5 Ways to Influence Your Child’s Eating Habits
We know…sometimes it’s hard to get your child to eat their fruits and veggies, and harder still to encourage lifelong healthy eating habits. Here are some tips to help you support and encourage your child’s healthy eating habits that can last a lifetime.
- Value Family Meal Time. Families who eat together tend to eat healthier. They learnportion control, since there’s only so much food put out for everybody. It also reinforces time limits on eating.
- Try one or two new healthy foods or recipes every week. Some will catch on, others won’t. You might need to expose your kids to certain foods as many as 10 or 15 times before they develop a taste for them. Serve new fruits and veggies in bite-sized pieces, so they’re easier to eat — with dipping sauces to make them yummier.

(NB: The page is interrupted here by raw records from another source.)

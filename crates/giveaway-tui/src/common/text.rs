//! Text utilities for TUI rendering.

use std::borrow::Cow;

use unicode_width::{UnicodeWidthChar, UnicodeWidthStr};

/// Truncates a string with ellipsis if it exceeds `max_width` (unicode-aware).
pub fn truncate_with_ellipsis(text: &str, max_width: usize) -> String {
    if text.width() <= max_width {
        return text.to_string();
    }
    if max_width <= 1 {
        return "…".to_string();
    }
    let mut truncated = String::new();
    let mut width = 0;
    for ch in text.chars() {
        let ch_width = ch.width().unwrap_or(0);
        if width + ch_width + 1 > max_width {
            break;
        }
        width += ch_width;
        truncated.push(ch);
    }
    truncated.push('…');
    truncated
}

/// Keeps the end of a string, prefixing `…` when it exceeds `max_width`.
///
/// Used for input fields so the cursor end stays visible while typing.
pub fn truncate_start_with_ellipsis(text: &str, max_width: usize) -> String {
    if text.width() <= max_width {
        return text.to_string();
    }
    if max_width <= 1 {
        return "…".to_string();
    }
    let mut tail: Vec<char> = Vec::new();
    let mut width = 0;
    for ch in text.chars().rev() {
        let ch_width = ch.width().unwrap_or(0);
        if width + ch_width + 1 > max_width {
            break;
        }
        width += ch_width;
        tail.push(ch);
    }
    let mut truncated = String::from("…");
    truncated.extend(tail.into_iter().rev());
    truncated
}

/// Strips escape characters and expands tabs in text that came from the
/// service, so it cannot mess with the terminal.
pub fn sanitize_for_display(s: &str) -> Cow<'_, str> {
    if s.chars().any(|c| c.is_control()) {
        Cow::Owned(
            s.replace('\t', "    ")
                .chars()
                .filter(|c| !c.is_control())
                .collect(),
        )
    } else {
        Cow::Borrowed(s)
    }
}
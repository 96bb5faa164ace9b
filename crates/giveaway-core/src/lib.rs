//! Core giveaway library (config, logging, session auth, saphira client).

pub mod auth;
pub mod config;
pub mod logging;
pub mod saphira;
//! Full-screen giveaway page.

pub mod common;
pub mod effects;
pub mod events;
pub mod features;
pub mod render;
pub mod runtime;
pub mod state;
pub mod terminal;
pub mod update;

use std::io::{IsTerminal, Write, stderr, stdout};

use anyhow::Result;
use giveaway_core::auth::{Access, Session};
use giveaway_core::config::Config;
use giveaway_core::saphira::{SaphiraClient, SaphiraConfig};
pub use runtime::TuiRuntime;
use state::{AppState, PageConfig, Route};

/// Runs the giveaway page until the user quits.
///
/// The session decides access: without an authorized session the page only
/// shows the home notice and no request is sent.
///
/// Blocks the calling thread in the terminal event loop. It must run inside
/// a multi-threaded tokio runtime context, whose worker threads execute the
/// spawned requests.
pub fn run_giveaway_page(config: &Config, session: Option<Session>) -> Result<()> {
    if !stdout().is_terminal() {
        anyhow::bail!(
            "The giveaway page requires a terminal.\n\
             Use `giveaway lectures` or `giveaway draw <ID>` for non-interactive use."
        );
    }

    let access = Access::evaluate(session.as_ref());
    let client = SaphiraClient::new(SaphiraConfig::from_config(
        config,
        access.key().cloned(),
    )?)?;
    let state = AppState::new(PageConfig::from_config(config), access);

    let mut runtime = TuiRuntime::new(state, client)?;
    runtime.run()?;
    let route = runtime.state.route;
    drop(runtime);

    if route == Route::Home {
        writeln!(stderr(), "Not logged in. Run `giveaway login` first.")?;
    }
    Ok(())
}
//! HTTP client for the saphira lecture service.
//!
//! Endpoints (relative to the configured base URL):
//! - `GET lectures` → `[{"id": 1, "title": "..."}]`
//! - `GET giveaway/{id}` → `{"nome": "..."}`
//! - `GET giveaway/{id}/presencial` → `{"nome": "..."}`
//!
//! No retries. Requests carry `Authorization: Bearer <key>` when a session
//! key is available.

mod errors;
mod types;

use std::time::Duration;

use anyhow::{Context, Result};
use reqwest::header::ACCEPT;
use serde::de::DeserializeOwned;
use tracing::debug;
use url::Url;

pub use errors::{SaphiraError, SaphiraErrorKind};
pub use types::{DrawMode, DrawRequest, GiveawayResult, Lecture, sort_lectures_desc};

use crate::auth::AuthKey;
use crate::config::Config;

/// Standard User-Agent header for saphira requests.
pub const USER_AGENT: &str = concat!("giveaway/", env!("CARGO_PKG_VERSION"));

const LECTURES_SEGMENT: &str = "lectures";
const GIVEAWAY_SEGMENT: &str = "giveaway";
const PRESENCIAL_SEGMENT: &str = "presencial";

/// Saphira client configuration.
#[derive(Debug, Clone)]
pub struct SaphiraConfig {
    pub base_url: Url,
    pub auth_key: Option<AuthKey>,
    pub timeout: Option<Duration>,
}

impl SaphiraConfig {
    /// Builds the client config from the loaded app config.
    ///
    /// # Errors
    /// Returns an error if the base URL is invalid.
    pub fn from_config(config: &Config, auth_key: Option<AuthKey>) -> Result<Self> {
        Ok(Self {
            base_url: config.base_url()?,
            auth_key,
            timeout: config.request_timeout(),
        })
    }
}

/// Saphira API client. Cheap to clone.
#[derive(Debug, Clone)]
pub struct SaphiraClient {
    config: SaphiraConfig,
    http: reqwest::Client,
}

impl SaphiraClient {
    /// # Errors
    /// Returns an error if the HTTP client cannot be built.
    pub fn new(config: SaphiraConfig) -> Result<Self> {
        let mut builder = reqwest::Client::builder().user_agent(USER_AGENT);
        if let Some(timeout) = config.timeout {
            builder = builder.timeout(timeout);
        }
        let http = builder.build().context("Failed to build HTTP client")?;
        Ok(Self { config, http })
    }

    /// Lists all lectures, in whatever order the service returns them.
    ///
    /// # Errors
    /// Returns an error on transport failure, non-2xx status or unexpected body.
    pub async fn get_lectures(&self) -> Result<Vec<Lecture>, SaphiraError> {
        self.get_json(self.endpoint(&[LECTURES_SEGMENT])).await
    }

    /// Draws a winner among all attendees of a lecture.
    ///
    /// # Errors
    /// Returns an error on transport failure, non-2xx status or unexpected body.
    pub async fn get_giveaway_result(
        &self,
        lecture_id: &str,
    ) -> Result<GiveawayResult, SaphiraError> {
        self.get_json(self.endpoint(&[GIVEAWAY_SEGMENT, lecture_id]))
            .await
    }

    /// Draws a winner among attendees registered as physically present.
    ///
    /// # Errors
    /// Returns an error on transport failure, non-2xx status or unexpected body.
    pub async fn get_presencial_only_giveaway_result(
        &self,
        lecture_id: &str,
    ) -> Result<GiveawayResult, SaphiraError> {
        self.get_json(self.endpoint(&[GIVEAWAY_SEGMENT, lecture_id, PRESENCIAL_SEGMENT]))
            .await
    }

    /// Issues exactly one of the two draw calls, picked by the request mode.
    ///
    /// # Errors
    /// Returns the error of the selected draw call.
    pub async fn draw(&self, request: &DrawRequest) -> Result<GiveawayResult, SaphiraError> {
        match request.mode {
            DrawMode::General => self.get_giveaway_result(&request.lecture_id).await,
            DrawMode::PresencialOnly => {
                self.get_presencial_only_giveaway_result(&request.lecture_id)
                    .await
            }
        }
    }

    /// Appends percent-encoded path segments to the base URL.
    fn endpoint(&self, segments: &[&str]) -> Url {
        let mut url = self.config.base_url.clone();
        // base_url is checked to be a base URL when the config is resolved
        if let Ok(mut path) = url.path_segments_mut() {
            path.pop_if_empty().extend(segments);
        }
        url
    }

    async fn get_json<T: DeserializeOwned>(&self, url: Url) -> Result<T, SaphiraError> {
        let path = url.path().to_string();
        debug!(%path, "saphira request");

        let mut request = self.http.get(url).header(ACCEPT, "application/json");
        if let Some(key) = &self.config.auth_key {
            request = request.bearer_auth(key.as_str());
        }

        let response = request
            .send()
            .await
            .map_err(|e| SaphiraError::from_transport(&e))?;
        let status = response.status();
        let body = response
            .text()
            .await
            .map_err(|e| SaphiraError::from_transport(&e))?;

        if !status.is_success() {
            return Err(SaphiraError::http_status(status.as_u16(), &body));
        }

        serde_json::from_str(&body)
            .map_err(|e| SaphiraError::parse(format!("Unexpected response from {path}: {e}"), &body))
    }
}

- Let young children serve themselves. Studies have shown that when food is served family-style — passing bowls around the table — children take the right amount of food for their ages. Three-year-olds took about a 1/2 cup portion of mac ‘n’ cheese; 4- and 5-year-olds took 3/4 cup. However, when researchers put a double-sized portion on the children’s plates, the kids took bigger bites — and ate more.
- Don’t let kids eat in front of TV. Preschoolers who watch two or more hours of TV daily are nearly three times more likely to be overweight than children who watch less, research shows. Why? Kids who eat while watching TV often eat more, possibly because they are distracted from the normal feeling of fullness.
- Make breakfast a priority. Eating breakfast fuels body and brain and is a big part of good nutrition for children. Kids who eat breakfast daily get more nutrients They are also less likely to be overweight, and fare better at school. If growing kids don’t get that first meal of the day, they miss out on protein, calcium, fiber, a little fat to help them feel full, plus important vitamins.
- Satisfy their thirst with water. Encourage children to drink water to quench their thirst and replenish body fluids. Canada’s Food Guide recommends that children and adults choose vegetables and fruit more often than juice. Children also need a total of 500 mL (2 cups) of milk every day to help meet their requirement for vitamin D.